Tailoring Natural Fertilizer

The situation is coming to a head. Agriculture is blamed for being the sole culprit for too high nitrate concentrations in the ground water. Farmers are asked to reduce the spreading of manure and digestate, accepting the loss of earning. Of course, this leads to protests from the agricultural sector. The origin of this issue is, that manure and digestate contain too less essential phosphate or too much ammonium, respectively, to sufficiently supply the highly bred crops with nutrients. To provide the plants with ideal growing conditions, either phosphate can be added (Morocco and China are the only countries with noteworthy deposits) or the volume of the untreated natural fertilizers is adjusted to the phosphate need (which leads to the nitration of unused ammonium).
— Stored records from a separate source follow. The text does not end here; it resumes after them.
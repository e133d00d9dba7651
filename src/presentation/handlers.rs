// HTTP request handlers
use crate::application::query_service::{WeekMetrics, resolve_week};
use crate::domain::errors::QueryError;
use crate::domain::metrics::{
    DriverImprovement, DriverWeekPoint, DriverWeeklyMetric, PairedWeekComparison, TripMetric,
    WeeklyHistoryPoint,
};
use crate::domain::snapshot::{DriverFocusedStats, Snapshot, SummaryTotals};
use crate::domain::week::IsoWeek;
use crate::presentation::app_state::AppState;
use axum::{
    Json,
    extract::{Path, Query, State},
};
use serde::Deserialize;
use std::sync::Arc;

const DEFAULT_HISTORY_WEEKS: usize = 8;

type JsonResult<T> = Result<Json<T>, QueryError>;

#[derive(Debug, Default, Deserialize)]
pub struct WeekQuery {
    pub week: Option<String>,
}

#[derive(Debug, Default, Deserialize)]
pub struct HistoryQuery {
    /// Kept as text so a bad value gets the same JSON error as a bad week
    pub weeks: Option<String>,
    /// Last week of the window, defaults to the current week
    pub ending: Option<String>,
}

impl HistoryQuery {
    fn window(&self) -> Result<(usize, Option<IsoWeek>), QueryError> {
        let ending = match self.ending.as_deref() {
            Some(label) => Some(resolve_week(Some(label))?),
            None => None,
        };
        let weeks = match self.weeks.as_deref().map(str::trim) {
            None | Some("") => DEFAULT_HISTORY_WEEKS,
            Some(raw) => raw.parse::<usize>().map_err(|_| QueryError::InvalidParameter {
                param: "weeks",
                value: raw.to_string(),
            })?,
        };
        Ok((weeks, ending))
    }
}

/// Health check endpoint
pub async fn health_check() -> &'static str {
    "ok"
}

pub async fn get_snapshot(State(state): State<Arc<AppState>>) -> JsonResult<Arc<Snapshot>> {
    state.query_service.snapshot().map(Json)
}

pub async fn get_summary(State(state): State<Arc<AppState>>) -> JsonResult<SummaryTotals> {
    state.query_service.summary().map(Json)
}

pub async fn list_trip_metrics(State(state): State<Arc<AppState>>) -> JsonResult<Vec<TripMetric>> {
    state.query_service.trip_metrics().map(Json)
}

pub async fn get_trip_metric(
    State(state): State<Arc<AppState>>,
    Path(trip_id): Path<String>,
) -> JsonResult<TripMetric> {
    state.query_service.trip_metric(&trip_id).map(Json)
}

pub async fn get_driver_aggregates(
    State(state): State<Arc<AppState>>,
) -> JsonResult<DriverFocusedStats> {
    state.query_service.driver_aggregates().map(Json)
}

/// Per-driver rows for `?week=YYYY-Www`, or the current week
pub async fn get_weekly_metrics(
    State(state): State<Arc<AppState>>,
    Query(query): Query<WeekQuery>,
) -> JsonResult<WeekMetrics> {
    let week = resolve_week(query.week.as_deref())?;
    state.query_service.weekly_metrics(week).map(Json)
}

pub async fn get_weekly_history(
    State(state): State<Arc<AppState>>,
    Query(query): Query<HistoryQuery>,
) -> JsonResult<Vec<WeeklyHistoryPoint>> {
    let (weeks, ending) = query.window()?;
    state.query_service.weekly_history(weeks, ending).map(Json)
}

pub async fn get_week_improvement(
    State(state): State<Arc<AppState>>,
    Query(query): Query<WeekQuery>,
) -> JsonResult<PairedWeekComparison> {
    let week = resolve_week(query.week.as_deref())?;
    state.query_service.paired_week_improvement(week).map(Json)
}

pub async fn list_driver_improvement(
    State(state): State<Arc<AppState>>,
) -> JsonResult<Vec<DriverImprovement>> {
    state.query_service.driver_improvement().map(Json)
}

pub async fn get_driver_week(
    State(state): State<Arc<AppState>>,
    Path((driver_id, week)): Path<(String, String)>,
) -> JsonResult<DriverWeeklyMetric> {
    let week: IsoWeek = week.parse()?;
    state.query_service.driver_week_metric(&driver_id, week).map(Json)
}

pub async fn get_driver_history(
    State(state): State<Arc<AppState>>,
    Path(driver_id): Path<String>,
    Query(query): Query<HistoryQuery>,
) -> JsonResult<Vec<DriverWeekPoint>> {
    let (weeks, ending) = query.window()?;
    state
        .query_service
        .driver_history(&driver_id, weeks, ending)
        .map(Json)
}
// Application state for HTTP handlers
use crate::application::query_service::QueryService;

#[derive(Clone)]
pub struct AppState {
    pub query_service: QueryService,
}
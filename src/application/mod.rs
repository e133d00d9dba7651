// Application layer - Refresh pipeline, statistics and the query use cases
pub mod aggregation;
pub mod event_detection;
pub mod fleet_repository;
pub mod query_service;
pub mod refresh_service;
pub mod snapshot_cache;
pub mod snapshot_view;
pub mod statistics;
pub mod ubpk;
pub mod validation;
// Domain layer - Entities, derived metrics and the published snapshot schema
pub mod errors;
pub mod fleet;
pub mod metrics;
pub mod snapshot;
pub mod week;
// Validator - Converts raw upstream records into typed fleet entities
use crate::domain::errors::Rejection;
use crate::domain::fleet::{Collection, DriverProfile, SensorSample, Trip};
use serde_json::{Map, Value};
use std::collections::HashSet;

/// Entities that can be built from a raw upstream record.
pub trait Validate: Sized {
    const COLLECTION: Collection;

    fn validate(raw: &Value) -> Result<Self, Rejection>;

    /// Identifier that must be unique within a batch, if any.
    fn identity(&self) -> Option<&str> {
        None
    }
}

#[derive(Debug, Clone, PartialEq)]
pub struct ValidatedBatch<T> {
    pub entities: Vec<T>,
    pub rejected: u64,
}

/// Validates every record in a batch. Rejected records are logged and
/// counted; they never stop the rest of the batch.
pub fn validate_batch<T: Validate>(records: &[Value]) -> ValidatedBatch<T> {
    let mut entities = Vec::with_capacity(records.len());
    let mut seen: HashSet<String> = HashSet::new();
    let mut rejected = 0u64;

    for raw in records {
        let outcome = T::validate(raw).and_then(|entity| {
            if let Some(id) = entity.identity() {
                if !seen.insert(id.to_string()) {
                    return Err(Rejection::DuplicateId(id.to_string()));
                }
            }
            Ok(entity)
        });

        match outcome {
            Ok(entity) => entities.push(entity),
            Err(reason) => {
                rejected += 1;
                tracing::warn!(
                    collection = T::COLLECTION.as_str(),
                    %reason,
                    payload = %raw,
                    "Rejected upstream record"
                );
            }
        }
    }

    ValidatedBatch { entities, rejected }
}

enum Field {
    Absent,
    Text(String),
    Unsupported,
}

/// Reads the first alias that carries a usable value. Strings are trimmed and
/// blank strings count as absent; integers are rendered in decimal.
fn read_field(obj: &Map<String, Value>, aliases: &[&str]) -> Field {
    let mut unsupported = false;
    for alias in aliases {
        match obj.get(*alias) {
            None | Some(Value::Null) => {}
            Some(Value::String(text)) => {
                let trimmed = text.trim();
                if !trimmed.is_empty() {
                    return Field::Text(trimmed.to_string());
                }
            }
            Some(Value::Number(n)) if n.is_i64() || n.is_u64() => {
                return Field::Text(n.to_string());
            }
            Some(_) => unsupported = true,
        }
    }
    if unsupported {
        Field::Unsupported
    } else {
        Field::Absent
    }
}

fn required(
    obj: &Map<String, Value>,
    aliases: &[&str],
    field: &'static str,
) -> Result<String, Rejection> {
    match read_field(obj, aliases) {
        Field::Text(text) => Ok(text),
        Field::Absent => Err(Rejection::MissingField(field)),
        Field::Unsupported => Err(Rejection::InvalidType {
            field,
            expected: "string or integer",
        }),
    }
}

fn optional(obj: &Map<String, Value>, aliases: &[&str]) -> Option<String> {
    match read_field(obj, aliases) {
        Field::Text(text) => Some(text),
        Field::Absent | Field::Unsupported => None,
    }
}

fn as_object(raw: &Value) -> Result<&Map<String, Value>, Rejection> {
    raw.as_object().ok_or(Rejection::NotAnObject)
}

fn numeric_item(item: &Value) -> Option<f64> {
    match item {
        Value::Number(n) => n.as_f64(),
        Value::String(text) => text.trim().parse::<f64>().ok().filter(|v| v.is_finite()),
        _ => None,
    }
}

/// Sensor values arrive either as a JSON array or as a JSON-encoded string
/// holding one. Non-numeric items are dropped one by one.
pub fn parse_sensor_values(raw: Option<&Value>) -> Result<Vec<f64>, Rejection> {
    let items = match raw {
        None | Some(Value::Null) => return Ok(Vec::new()),
        Some(Value::Array(items)) => return Ok(items.iter().filter_map(numeric_item).collect()),
        Some(Value::String(encoded)) => {
            let encoded = encoded.trim();
            if encoded.is_empty() {
                return Ok(Vec::new());
            }
            match serde_json::from_str::<Value>(encoded) {
                Ok(Value::Array(items)) => items,
                Ok(other) => {
                    return Err(Rejection::MalformedValues(format!(
                        "expected an array, found {}",
                        other
                    )));
                }
                Err(e) => return Err(Rejection::MalformedValues(e.to_string())),
            }
        }
        Some(_) => {
            return Err(Rejection::InvalidType {
                field: "values",
                expected: "array or JSON-encoded array",
            });
        }
    };
    Ok(items.iter().filter_map(numeric_item).collect())
}

impl Validate for DriverProfile {
    const COLLECTION: Collection = Collection::DriverProfiles;

    fn validate(raw: &Value) -> Result<Self, Rejection> {
        let obj = as_object(raw)?;
        Ok(DriverProfile {
            id: required(obj, &["driverProfileId", "driver_profile_id", "id"], "driverProfileId")?,
            email: optional(obj, &["email"]),
        })
    }

    fn identity(&self) -> Option<&str> {
        Some(&self.id)
    }
}

impl Validate for Trip {
    const COLLECTION: Collection = Collection::Trips;

    fn validate(raw: &Value) -> Result<Self, Rejection> {
        let obj = as_object(raw)?;
        Ok(Trip {
            id: required(obj, &["id", "trip_id"], "id")?,
            driver_id: optional(obj, &["driverProfileId", "driver_profile_id"]),
            start_time: optional(obj, &["startTime", "start_time"]),
        })
    }

    fn identity(&self) -> Option<&str> {
        Some(&self.id)
    }
}

impl Validate for SensorSample {
    const COLLECTION: Collection = Collection::SensorSamples;

    fn validate(raw: &Value) -> Result<Self, Rejection> {
        let obj = as_object(raw)?;
        Ok(SensorSample {
            trip_id: optional(obj, &["trip_id", "tripId"]),
            values: parse_sensor_values(obj.get("values"))?,
        })
    }
}

#[cfg(test)]
mod tests {
    use super::*;
    use serde_json::json;

    #[test]
    fn test_driver_profile_trims_and_drops_blank_email() {
        let profile = DriverProfile::validate(&json!({
            "driverProfileId": "  d1 ",
            "email": "   "
        }))
        .unwrap();
        assert_eq!(profile.id, "d1");
        assert_eq!(profile.email, None);
    }

    #[test]
    fn test_trip_requires_non_blank_id() {
        let err = Trip::validate(&json!({"id": "   ", "driverProfileId": "d1"})).unwrap_err();
        assert_eq!(err, Rejection::MissingField("id"));

        let err = Trip::validate(&json!({"id": {"nested": true}})).unwrap_err();
        assert!(matches!(err, Rejection::InvalidType { field: "id", .. }));
    }

    #[test]
    fn test_trip_reads_field_aliases() {
        let trip = Trip::validate(&json!({
            "trip_id": 42,
            "driver_profile_id": "d9",
            "start_time": "2024-06-03T10:00:00"
        }))
        .unwrap();
        assert_eq!(trip.id, "42");
        assert_eq!(trip.driver_id.as_deref(), Some("d9"));
        assert_eq!(trip.start_time.as_deref(), Some("2024-06-03T10:00:00"));
    }

    #[test]
    fn test_blank_primary_alias_falls_through() {
        let trip = Trip::validate(&json!({"id": "", "trip_id": "t7"})).unwrap();
        assert_eq!(trip.id, "t7");
    }

    #[test]
    fn test_sensor_values_from_encoded_string() {
        let sample = SensorSample::validate(&json!({
            "trip_id": "t1",
            "values": "[0, 0, 0]"
        }))
        .unwrap();
        assert_eq!(sample.values, vec![0.0, 0.0, 0.0]);
        assert!(sample.is_invalid());
    }

    #[test]
    fn test_sensor_values_drop_non_numeric_items() {
        let values = parse_sensor_values(Some(&json!([1.5, "2.5", "abc", null, true, 3]))).unwrap();
        assert_eq!(values, vec![1.5, 2.5, 3.0]);
    }

    #[test]
    fn test_sensor_values_malformed_string_is_rejected() {
        let err = SensorSample::validate(&json!({"trip_id": "t1", "values": "[1, 2"})).unwrap_err();
        assert!(matches!(err, Rejection::MalformedValues(_)));

        let err = SensorSample::validate(&json!({"values": {"x": 1}})).unwrap_err();
        assert!(matches!(err, Rejection::InvalidType { field: "values", .. }));
    }

    #[test]
    fn test_sensor_without_trip_is_orphan_not_rejected() {
        let sample = SensorSample::validate(&json!({"trip_id": " ", "values": [1, 2, 3]})).unwrap();
        assert!(sample.trip_id.is_none());
    }

    #[test]
    fn test_batch_counts_rejections_and_duplicates() {
        let records = vec![
            json!({"id": "t1", "driverProfileId": "d1"}),
            json!("not an object"),
            json!({"id": "t2"}),
            json!({"id": "t1", "driverProfileId": "d2"}),
            json!({"driverProfileId": "d3"}),
        ];
        let batch: ValidatedBatch<Trip> = validate_batch(&records);
        let ids: Vec<&str> = batch.entities.iter().map(|t| t.id.as_str()).collect();
        assert_eq!(ids, vec!["t1", "t2"]);
        assert_eq!(batch.entities[0].driver_id.as_deref(), Some("d1"));
        assert_eq!(batch.rejected, 3);
    }
}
A well-working solution to the dilemma is to separate the raw material into different fractions by ultrafiltration. The possibility results from the comparatively large size of phosphate ions. This process should of course be ideally run continuously, at low energy consumption and in high yield (heavily concentrated). Dynamic crossflow filtration is a separation technique that fulfills all these requirements. Disc-shaped membranes are assembled onto a hollow shaft which is rotated by a motor. The transmembrane pressure generated in a pressurized housing. The filtrate passes the membrane from the outside to the inside and is removed through the shaft, while the retentate is constantly removed from the membrane surface and re-dispersed. Continuous cleaning through tangentially flow (“crossflow effect”) is thus not reached by pumps like in conventional setups (moving liquid, static membrane), but by the rotation of the filter stack (moving membrane, static liquid). This ensures significant energy savings during operation. Beyond that, the values transmembrane pressure and cross flow velocity are preserved as individual parameters. This allows both the cleaning effect to be increased many times over (higher flux) and the processing of high concentrations (savings in volume of the tailored material). The filtration using KERAFOL’s alumina membrane disc with 5 nm coating leads to a phosphorous-enriched fraction, while a subsequent reverse osmosis gives a potassium- and nitrogen-rich concentrate as well as pure demineralized water. All in all, this procedure can reduce the nitrogen content in natural fertilizers as well as significantly save volume for storage and transport.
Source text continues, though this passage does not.